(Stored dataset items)
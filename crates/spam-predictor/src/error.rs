// SPDX-FileCopyrightText: 2025 Semiotic Labs
//
// SPDX-License-Identifier: Apache-2.0

//! Error types for spam classification operations
//!
//! This module provides error handling for every engine operation: input
//! validation, training, prediction, configuration and model persistence.

use thiserror::Error;

/// Result type alias for spam classification operations
pub type SpamPredictorResult<T> = Result<T, SpamPredictorError>;

/// Error types for spam classification operations
#[derive(Debug, Error)]
pub enum SpamPredictorError {
    /// Empty or otherwise unusable input text
    #[error("Bad input: {message}")]
    BadInput { message: String },

    /// Prediction requested before a model was trained or loaded
    #[error("Model not trained: {message}")]
    NotTrained { message: String },

    /// Corpus too small or too uniform to fit a model
    #[error("Insufficient training data: {message}")]
    InsufficientTrainingData { message: String },

    /// Persisted model missing, unreadable or incompatible
    #[error("Model unavailable: {message}")]
    ModelUnavailable {
        message: String,
        /// Whether the failure came from storage and may succeed on retry
        transient: bool,
    },

    /// Configuration file not found or invalid
    #[error("Configuration error: {message}")]
    Configuration { message: String },

    /// Validation error
    #[error("Validation error: {message}")]
    Validation { message: String },

    /// I/O error (file operations)
    #[error("I/O error: {message}")]
    Io { message: String },

    /// JSON serialization/deserialization error
    #[error("JSON error: {message}")]
    Json { message: String },

    /// YAML parsing error
    #[error("YAML error: {message}")]
    Yaml { message: String },

    /// Internal error
    #[error("Internal error: {message}")]
    Internal { message: String },
}

impl SpamPredictorError {
    /// Create a bad input error
    pub fn bad_input<T: ToString>(message: T) -> Self {
        Self::BadInput {
            message: message.to_string(),
        }
    }

    /// Create a not trained error
    pub fn not_trained<T: ToString>(message: T) -> Self {
        Self::NotTrained {
            message: message.to_string(),
        }
    }

    /// Create an insufficient training data error
    pub fn insufficient_data<T: ToString>(message: T) -> Self {
        Self::InsufficientTrainingData {
            message: message.to_string(),
        }
    }

    /// Create a permanent model unavailable error
    pub fn model_unavailable<T: ToString>(message: T) -> Self {
        Self::ModelUnavailable {
            message: message.to_string(),
            transient: false,
        }
    }

    /// Create a model unavailable error caused by a storage failure that may clear up
    pub fn model_unavailable_transient<T: ToString>(message: T) -> Self {
        Self::ModelUnavailable {
            message: message.to_string(),
            transient: true,
        }
    }

    /// Create a configuration error
    pub fn config<T: ToString>(message: T) -> Self {
        Self::Configuration {
            message: message.to_string(),
        }
    }

    /// Create a validation error
    pub fn validation<T: ToString>(message: T) -> Self {
        Self::Validation {
            message: message.to_string(),
        }
    }

    /// Create an I/O error
    pub fn io<T: ToString>(message: T) -> Self {
        Self::Io {
            message: message.to_string(),
        }
    }

    /// Create a JSON error
    pub fn json<T: ToString>(message: T) -> Self {
        Self::Json {
            message: message.to_string(),
        }
    }

    /// Create a YAML error
    pub fn yaml<T: ToString>(message: T) -> Self {
        Self::Yaml {
            message: message.to_string(),
        }
    }

    /// Create an internal error
    pub fn internal<T: ToString>(message: T) -> Self {
        Self::Internal {
            message: message.to_string(),
        }
    }

    /// Check if this error indicates a temporary failure that could be retried
    ///
    /// Every engine computation is a deterministic function of its input, so
    /// only storage failures while loading a model qualify.
    pub fn is_retryable(&self) -> bool {
        matches!(
            self,
            SpamPredictorError::ModelUnavailable {
                transient: true,
                ..
            }
        )
    }

    /// Check if this error indicates a permanent failure that should not be retried
    pub fn is_permanent_failure(&self) -> bool {
        !self.is_retryable()
    }

    /// Check if this error was caused by the caller's input
    pub fn is_client_error(&self) -> bool {
        matches!(
            self,
            SpamPredictorError::BadInput { .. }
                | SpamPredictorError::InsufficientTrainingData { .. }
                | SpamPredictorError::Validation { .. }
        )
    }

    /// Check if this error means no usable model is in place
    pub fn is_model_missing(&self) -> bool {
        matches!(
            self,
            SpamPredictorError::NotTrained { .. } | SpamPredictorError::ModelUnavailable { .. }
        )
    }

    /// Check if this error indicates a configuration problem
    pub fn is_config_error(&self) -> bool {
        matches!(
            self,
            SpamPredictorError::Configuration { .. }
                | SpamPredictorError::Validation { .. }
                | SpamPredictorError::Yaml { .. }
        )
    }
}

/// Convert from JSON errors
impl From<serde_json::Error> for SpamPredictorError {
    fn from(err: serde_json::Error) -> Self {
        Self::Json {
            message: err.to_string(),
        }
    }
}

/// Convert from YAML errors
impl From<serde_yaml::Error> for SpamPredictorError {
    fn from(err: serde_yaml::Error) -> Self {
        Self::Yaml {
            message: err.to_string(),
        }
    }
}

/// Convert from I/O errors
impl From<std::io::Error> for SpamPredictorError {
    fn from(err: std::io::Error) -> Self {
        Self::Io {
            message: err.to_string(),
        }
    }
}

• Work to be completed: Go through the entries above and restate each one exactly.

• Task result:
filename crates/spam-predictor/src/error.rs
// SPDX-FileCopyrightText: 2025 Semiotic Labs
//
// SPDX-License-Identifier: Apache-2.0

//! Error types for spam classification operations
//!
//! This module provides error handling for every engine operation: input
//! validation, training, prediction, configuration and model persistence.

use thiserror::Error;

/// Result type alias for spam classification operations
pub type SpamPredictorResult<T> = Result<T, SpamPredictorError>;

/// Error types for spam classification operations
#[derive(Debug, Error)]
pub enum SpamPredictorError {
    /// Empty or otherwise unusable input text
    #[error("Bad input: {message}")]
    BadInput { message: String },

    /// Prediction requested before a model was trained or loaded
    #[error("Model not trained: {message}")]
    NotTrained { message: String },

    /// Corpus too small or too uniform to fit a model
    #[error("Insufficient training data: {message}")]
    InsufficientTrainingData { message: String },

    /// Persisted model missing, unreadable or incompatible
    #[error("Model unavailable: {message}")]
    ModelUnavailable {
        message: String,
        /// Whether the failure came from storage and may succeed on retry
        transient: bool,
    },

    /// Configuration file not found or invalid
    #[error("Configuration error: {message}")]
    Configuration { message: String },

    /// Validation error
    #[error("Validation error: {message}")]
    Validation { message: String },

    /// I/O error (file operations)
    #[error("I/O error: {message}")]
    Io { message: String },

    /// JSON serialization/deserialization error
    #[error("JSON error: {message}")]
    Json { message: String },

    /// YAML parsing error
    #[error("YAML error: {message}")]
    Yaml { message: String },

    /// Internal error
    #[error("Internal error: {message}")]
    Internal { message: String },
}

impl SpamPredictorError {
    /// Create a bad input error
    pub fn bad_input<T: ToString>(message: T) -> Self {
        Self::BadInput {
            message: message.to_string(),
        }
    }

    /// Create a not trained error
    pub fn not_trained<T: ToString>(message: T) -> Self {
        Self::NotTrained {
            message: message.to_string(),
        }
    }

    /// Create an insufficient training data error
    pub fn insufficient_data<T: ToString>(message: T) -> Self {
        Self::InsufficientTrainingData {
            message: message.to_string(),
        }
    }

    /// Create a permanent model unavailable error
    pub fn model_unavailable<T: ToString>(message: T) -> Self {
        Self::ModelUnavailable {
            message: message.to_string(),
            transient: false,
        }
    }

    /// Create a model unavailable error caused by a storage failure that may clear up
    pub fn model_unavailable_transient<T: ToString>(message: T) -> Self {
        Self::ModelUnavailable {
            message: message.to_string(),
            transient: true,
        }
    }

    /// Create a configuration error
    pub fn config<T: ToString>(message: T) -> Self {
        Self::Configuration {
            message: message.to_string(),
        }
    }

    /// Create a validation error
    pub fn validation<T: ToString>(message: T) -> Self {
        Self::Validation {
            message: message.to_string(),
        }
    }

    /// Create an I/O error
    pub fn io<T: ToString>(message: T) -> Self {
        Self::Io {
            message: message.to_string(),
        }
    }

    /// Create a JSON error
    pub fn json<T: ToString>(message: T) -> Self {
        Self::Json {
            message: message.to_string(),
        }
    }

    /// Create a YAML error
    pub fn yaml<T: ToString>(message: T) -> Self {
        Self::Yaml {
            message: message.to_string(),
        }
    }

    /// Create an internal error
    pub fn internal<T: ToString>(message: T) -> Self {
        Self::Internal {
            message: message.to_string(),
        }
    }

    /// Check if this error indicates a temporary failure that could be retried
    ///
    /// Every engine computation is a deterministic function of its input, so
    /// only storage failures while loading a model qualify.
    pub fn is_retryable(&self) -> bool {
        matches!(
            self,
            SpamPredictorError::ModelUnavailable {
                transient: true,
                ..
            }
        )
    }

    /// Check if this error indicates a permanent failure that should not be retried
    pub fn is_permanent_failure(&self) -> bool {
        !self.is_retryable()
    }

    /// Check if this error was caused by the caller's input
    pub fn is_client_error(&self) -> bool {
        matches!(
            self,
            SpamPredictorError::BadInput { .. }
                | SpamPredictorError::InsufficientTrainingData { .. }
                | SpamPredictorError::Validation { .. }
        )
    }

    /// Check if this error means no usable model is in place
    pub fn is_model_missing(&self) -> bool {
        matches!(
            self,
            SpamPredictorError::NotTrained { .. } | SpamPredictorError::ModelUnavailable { .. }
        )
    }

    /// Check if this error indicates a configuration problem
    pub fn is_config_error(&self) -> bool {
        matches!(
            self,
            SpamPredictorError::Configuration { .. }
                | SpamPredictorError::Validation { .. }
                | SpamPredictorError::Yaml { .. }
        )
    }
}

/// Convert from JSON errors
impl From<serde_json::Error> for SpamPredictorError {
    fn from(err: serde_json::Error) -> Self {
        Self::Json {
            message: err.to_string(),
        }
    }
}

/// Convert from YAML errors
impl From<serde_yaml::Error> for SpamPredictorError {
    fn from(err: serde_yaml::Error) -> Self {
        Self::Yaml {
            message: err.to_string(),
        }
    }
}

/// Convert from I/O errors
impl From<std::io::Error> for SpamPredictorError {
    fn from(err: std::io::Error) -> Self {
        Self::Io {
            message: err.to_string(),
        }
    }
}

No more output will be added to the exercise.